Allahummaj'al awwala haadzihis sanati shalaahan, wa awsathaha suruuran wa akhhiraha najaahan... (Ya Allah jadikan awal tahun ini kebaikan, pertengahannya kegembiraan, dan akhirnya kesuksesan)



Selasa, 13 November 2012

Silhouette of My Life

Dia adalah bagian cahaya yang tak menyilaukan mata
Dia memberi kesan misterius tentang keberadaannya
Namun dia tetap nyata dibalik gelapnya

Inilah siluet kehidupanku...
yang ku lukiskan dengan tinta hitam berpadu
Dia adalah saksi atas warna-warni kisah pengalamanku
Memberikan makna dalam hati dan jiwaku

(dhini iffansyah)

Senin, 12 November 2012

My Silhouette

Riszky Adhini Rachmi adalah seorang muslimah yang ingin terus belajar dan mencoba mengambil hikmah dalam setiap kisah kehidupan.

Pernah sekolah di TK Pembina Banjarmasin, SDN Teluk Dalam 3 Banjarmasin, SDN Kandangan Kota 4, SDN Banjarbaru Utara 2, SMPN 2 Banjarbaru, dan SMAN 1 Banjarbaru. Seorang Alumna Fakultas Psikologi Universitas Muhammadiyah Malang (UMM).

Pernah dipercaya sebagai Ketua Departemen Keilmuan, Sekretaris Umum, Bendahara Umum, dan anggota Majelis Syuro di Lembaga Kerohanian Islam LISFA Fapsi UMM, serta anggota Dewan Forum Ukhuwah Lembaga Dakwah UMM.

Berpengalaman sebagai Asisten di UPT. Bimbingan Konseling UMM, Co.Trainer di UPT. Program Pembentukan Kepribadian dan Kepemimpinan UMM, Tutor Bimbingan Konseling di SMPN Darma Wirawan Malang, Guru di TPA Little Fingers, aktivis LSM Iqro Club Banjarbaru, Kepala PAUD IT ANIC Banjarbaru, Kasubag Kepegawaian Yayasan Mawar Banjarbaru (Sekolah Islam Al Azhar 37 & 47). Saat ini bekerja sebagai Analis Diklat di Badan Kepegawaian, Pendidikan dan Pelatihan (BKPP) Kota Banjarbaru.

Memiliki Motto "Menjadi Bagian dari Solusi, Berpikir Cerdas, Beramal Ikhlas"

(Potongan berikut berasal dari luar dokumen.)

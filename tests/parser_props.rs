//! Grammar properties: the precedence ladder, associativity, and the spots
//! where the ladder's right-operand descent rejects an operator mix.

use proptest::prelude::*;

use pawnc::ast::Stmt;
use pawnc::dump::dump_expr;
use pawnc::error::Message;
use pawnc::parse_source;

/// Binary operators with their binding strength (higher binds tighter).
const OPS: &[(&str, u8)] = &[
    ("||", 1),
    ("&&", 2),
    ("==", 3),
    ("!=", 3),
    ("<", 4),
    ("<=", 4),
    (">", 4),
    (">=", 4),
    ("|", 5),
    ("^", 6),
    ("&", 7),
    ("<<", 8),
    (">>", 8),
    (">>>", 8),
    ("+", 9),
    ("-", 9),
    ("*", 10),
    ("/", 10),
    ("%", 10),
];

fn is_relational(prec: u8) -> bool {
    prec == 4
}

/// Mixes the grammar rejects outright: chained relational operators, and
/// operators that the relational/bitxor right-operand descent skips over
/// (their productions descend into `shift` on the right).
fn rejected(op1: (&str, u8), op2: (&str, u8)) -> bool {
    (is_relational(op1.1) && is_relational(op2.1))
        || (is_relational(op1.1) && matches!(op2.0, "|" | "^" | "&"))
        || (op1.0 == "^" && op2.0 == "&")
}

/// Parses `int t = <expr>` and returns the dump of the initializer.
fn parse_init(expr: &str) -> Result<String, ()> {
    let src = format!("int t = {expr}\n");
    let parsed = parse_source(&src).map_err(|_| ())?;
    let arena = &parsed.arena;
    let stmts = arena.stmts_list(parsed.tree.statements);
    if stmts.len() != 1 {
        return Err(());
    }
    let Stmt::VarDecl(id) = *arena.stmts.get(stmts[0]) else {
        return Err(());
    };
    let init = arena.var_decls.get(id).init.ok_or(())?;
    Ok(dump_expr(arena, init))
}

fn name_strategy() -> impl Strategy<Value = &'static str> {
    prop::sample::select(vec!["a", "b", "c", "lhs", "rhs", "mid", "v0", "tmp_"])
}

proptest! {
    /// For every operator pair, `a OP1 b OP2 c` either parses to the
    /// canonical parenthesization of the ladder or is one of the mixes the
    /// grammar rejects.
    #[test]
    fn precedence_pairs_match_the_ladder(
        i in 0..OPS.len(),
        j in 0..OPS.len(),
        a in name_strategy(),
        b in name_strategy(),
        c in name_strategy(),
    ) {
        let op1 = OPS[i];
        let op2 = OPS[j];
        let flat = format!("{a} {} {b} {} {c}", op1.0, op2.0);

        if rejected(op1, op2) {
            prop_assert!(parse_init(&flat).is_err(), "expected rejection: {flat}");
        } else {
            let got = parse_init(&flat).expect("flat form must parse");
            let canonical = if op1.1 < op2.1 {
                format!("{a} {} ({b} {} {c})", op1.0, op2.0)
            } else {
                format!("({a} {} {b}) {} {c}", op1.0, op2.0)
            };
            let want = parse_init(&canonical).expect("canonical form must parse");
            prop_assert_eq!(got, want, "{} != {}", flat, canonical);
        }
    }

    /// Parsing is deterministic: the same source dumps to the same bytes.
    #[test]
    fn parse_is_deterministic(
        i in 0..OPS.len(),
        a in name_strategy(),
        b in name_strategy(),
    ) {
        let expr = format!("{a} {} {b}", OPS[i].0);
        let first = parse_init(&expr).expect("must parse");
        let second = parse_init(&expr).expect("must parse");
        prop_assert_eq!(first, second);
    }
}

#[test]
fn binary_operators_are_left_associative() {
    for op in ["+", "-", "*", "/", "%", "<<", "|", "&&", "=="] {
        let flat = parse_init(&format!("a {op} b {op} c")).unwrap();
        let left = parse_init(&format!("(a {op} b) {op} c")).unwrap();
        let right = parse_init(&format!("a {op} (b {op} c)")).unwrap();
        assert_eq!(flat, left, "{op} must associate left");
        assert_ne!(flat, right, "{op} grouping must be observable");
    }
}

#[test]
fn assignment_is_right_associative() {
    let flat = parse_init("a = b = c").unwrap();
    let right = parse_init("a = (b = c)").unwrap();
    assert_eq!(flat, right);
}

#[test]
fn compound_assignment_is_right_associative() {
    let flat = parse_init("a += b = c").unwrap();
    let right = parse_init("a += (b = c)").unwrap();
    assert_eq!(flat, right);
}

#[test]
fn ternary_nests_to_the_right() {
    let flat = parse_init("a ? b : c ? d : e").unwrap();
    let right = parse_init("a ? b : (c ? d : e)").unwrap();
    assert_eq!(flat, right);
}

#[test]
fn relational_chains_report_the_dedicated_code() {
    let err = parse_source("int t = a < b < c\n").unwrap_err();
    assert!(err
        .codes
        .iter()
        .any(|c| matches!(c, Message::NoChainedRelationalOps)));
}

#[test]
fn unary_binds_tighter_than_multiplication() {
    let flat = parse_init("-a * b").unwrap();
    let grouped = parse_init("(-a) * b").unwrap();
    assert_eq!(flat, grouped);
}

#[test]
fn postfix_binds_tighter_than_prefix() {
    let flat = parse_init("-a[0]").unwrap();
    let grouped = parse_init("-(a[0])").unwrap();
    assert_eq!(flat, grouped);
}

Bisa dihubungi melalui e-mail di dhiniffansyah@gmail.com , follow twitter dan instagram di @dhiniffansyah dan facebook dengan nama Riszky Adhini Rachmi.




Semua Karena-Nya


Memang begitulah bila ikhlas tidak menghiasi hati
Akan mudah ia tersakiti bahkan merasa selalu terzalimi

Padahal bila ia paham dengan maksud dari dakwah ini
Kekecewaan apapun akan segera terobati
Tetap bersemangat dan terus berkontribusi

Karena ia bekerja atas dasar perintah Allah.. untuk keridhoan Allah.. dan semuanya akan dikembalikan lagi pada Allah.

Sungguh Allah Mahatahu lagi Mahateliti dengan apa yang kita kerjakan…

Tidaklah semua yang kita lakukan itu berlalu sia-sia, 
melainkan Dia pasti akan memberi balasannya.

(dhini iffansyah)


Minggu, 11 November 2012

Sebuah Catatan Kerinduan


Malang, 10 November 2012
Semakin mendekati hari kelulusanku sebagai mahasiswa S1. Mama dan kakak perempuanku tampak antusias untuk menghadirinya. Kemarin mereka menelepon. Kami membicarakan panjang lebar terkait persiapan acara nanti. Harusnya aku bahagia namun nyatanya masih ada yang mengganjal dalam benak ku.

Jakarta, 16 Desember 2009
Papa baru saja menjalani operasi jantung. Setelah semalam diperbolehkan pulang dari rumah sakit Pusat Jantung Nasional, Harapan Kita. Hari ini aku, mama dan papa berangkat ke bandara Soekarno-Hatta. Kami diantar oleh salah seorang sepupuku bersama isteri dan juga anaknya. Seperti biasa, aku memilih duduk didekat pintu dan papa duduk tepat disampingku, ia duduk ditengah, diantara isteri dan anak perempuannya. Sepanjang perjalanan aku lebih banyak diam, melempar pandangan keluar, memperhatikan aktivitas pagi warga Jakarta.
Setibanya di bandara, aku duduk-duduk sebentar bersama mama dan papa, dan tidak jauh berbeda dari sebelumnya, aku pun lebih banyak diam. Tidak lama, aku pergi untuk check in di lokasi yang berbeda karena memang tujuan aku berbeda. Aku harus kembali ke Malang untuk kuliah, sedangkan mama dan papa pulang ke Banjarbaru. Aku pun berpamitan pada kedua orangtuaku, tanpa ada firasat apapun.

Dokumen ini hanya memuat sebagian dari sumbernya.